|photo by Freeimages.com/Sharon McKee|
by Claire Wrathall, The Daily Telegraph, December 10, 2015
With a new documentary casting fresh light on the artistic wonders of Florence and the Uffizi, now's the time to revisit the city's cultural attractions.
Anyone in search of inspiration for a weekend city break this winter could do worse that make their way to their nearest Picturehouse on the evening of December 14, when this small independent chain of plush cinemas (there are nine across London and a further 14 outside the capital from Exeter to Edinburgh, by way of Liverpool, Bradford and York), will be screening the self-explanatory documentary Florence and the Uffizi Gallery . Shot in 3D, it feels like a very exclusive tour of the city’s key cultural attractions, guided by Antonio Natali, the director of the Uffizi and Arturo Glansino, the new director of Palazzo Strozzi.

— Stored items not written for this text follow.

use anyhow::{Context, Result};
use serde::Deserialize;
use tracing::info;

use super::Transcriber;
use crate::audio::AudioBuffer;

/// Response from the transcription service
#[derive(Debug, Deserialize)]
struct TranscriptResponse {
    transcript: String,
}

/// Transcriber backed by the HTTP transcription service.
///
/// Uploads the session audio as a WAV file (multipart field `audio`) to
/// `POST {base_url}/api/upload-audio` and reads the `transcript` field of
/// the JSON response.
pub struct HttpTranscriber {
    client: reqwest::Client,
    base_url: String,
}

impl HttpTranscriber {
    pub fn new(base_url: impl Into<String>) -> Self {
        Self {
            client: reqwest::Client::new(),
            base_url: base_url.into(),
        }
    }
}

#[async_trait::async_trait]
impl Transcriber for HttpTranscriber {
    async fn transcribe(&self, audio: &AudioBuffer) -> Result<String> {
        let wav = audio.wav_bytes()?;

        info!(
            "Uploading {:.1}s of audio ({} bytes) for transcription",
            audio.duration().as_secs_f64(),
            wav.len()
        );

        let part = reqwest::multipart::Part::bytes(wav)
            .file_name("recording.wav")
            .mime_str("audio/wav")
            .context("Failed to build multipart body")?;
        let form = reqwest::multipart::Form::new().part("audio", part);

        let response = self
            .client
            .post(format!("{}/api/upload-audio", self.base_url))
            .multipart(form)
            .send()
            .await
            .context("Failed to reach transcription service")?;

        let status = response.status();
        if !status.is_success() {
            let body = response.text().await.unwrap_or_default();
            anyhow::bail!("Transcription service returned {}: {}", status, body);
        }

        let body: TranscriptResponse = response
            .json()
            .await
            .context("Invalid response from transcription service")?;

        info!("Transcript received ({} chars)", body.transcript.len());

        Ok(body.transcript)
    }
}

The focal point of the film is the unveiling of Leonardo da Vinci’s Adoration of the Magi after a three-year restoration. Hung in the Optificio delle Pietre Dure, it is huge – more than 67 sq ft – and extraordinarily beautiful, painted in tempera on 10 wood panels. The artist began the work in 1481, before he was 30, but later abandoned it, unfinished.
But almost more compelling than the artwork is the way the camera takes you into places such as the Brancacci chapel of Santa Maria di Carmine, home of Massaccio’s frescos of the expulsion from the Garden of Eden. It continues right up into Brunelleschi’s masterpiece, the dome of Santa Maria del Fiore, as Florence's cathedral is properly known, in order to scrutinise up close Vasari’s fresco of The Last Judgment; then into the Baptistry; and then into several of the city’s greatest palazzi and galleries. (Visitors to the city can give even more consideration to the cathedral by visiting Florence's recently reopened Duomo Museum .)
However well you know Florence, however familiar its great Renaissance masterpieces – by Leonardo, Michelangelo, Botticelli, Caravaggio e tutti gli altri – it’s unlikely you’ll have seen them so closely or in such depth, not least because the lighting when you see them for real is rarely ideal. So although the film is not in any way a substitute for a trip to Florence, it is superb preparation for one. No surprise that it was produced with support from Florence City Council and Italy’s Ministry of Heritage, Culture and Tourism, which possibly accounts for the sometimes intrusive voiceover and the decision to have an actor play Lorenzo the Magnificent. Matteo Curallo’s booming score won’t find favour with everyone either. Visually, however, it’s a feast.
The camera does not linger in the chapel of San Giuseppe in Duomo because, in the scheme of things, Domenico Ferrett’s frescos here are not among its greatest treasures. A painting by the artist is quite a thing to find in a hotel, though. Enter the Four Seasons Florence, converted from the Palazzo della Gherardesca, which was commissioned in 1490 by Bartolomeo Scala, chancellor to the Medici family, and subsequently home to Cardinal Alessandro dei Medici who became Pope Leo XI. Here you’ll find an arcaded courtyard, the walls decorated with 16th-century polychrome frescos by the Flemish mannerist Jan van der Straet aka Lo Strandano, who also decorated the domed palazzo chapel, now a reading room, and the staircase that ascends to the piano nobile, where the grandest suites are found.
Of these, none is more splendid than the Della Gheradesca Suite (number 120), which has rococo frescos by Baldassare Franceschini, aka Il Volterrano, whose work can be found in the church of Santa Croce. I have only been shown it, though I have stayed in the neighbouring Nobel Suite Cancelliere (from €4,400 a night), an immense 969 sq ft, sumptuously tricked out in silks and velvets with a renaissance fresco of a cardinal on its vaulted ceiling. Its Renaissance Suite, with fresco and immense bathroom, is also impressive, and I’ve also spent a couple of nights in a Deluxe (from €400) in the hotel’s adjoining modern annexe, a compact 463 sq ft, though like the grandest apartments, these rooms also have views of the garden, one of the oldest and most beautiful in the city. And I cannot deny I slept better here and felt altogether happier. There’s no disputing the splendour of the hotel’s historic suites, but lying in the darkness, speculating on the events its walls must have witnessed over a half a millennium, one can feel a little spooked.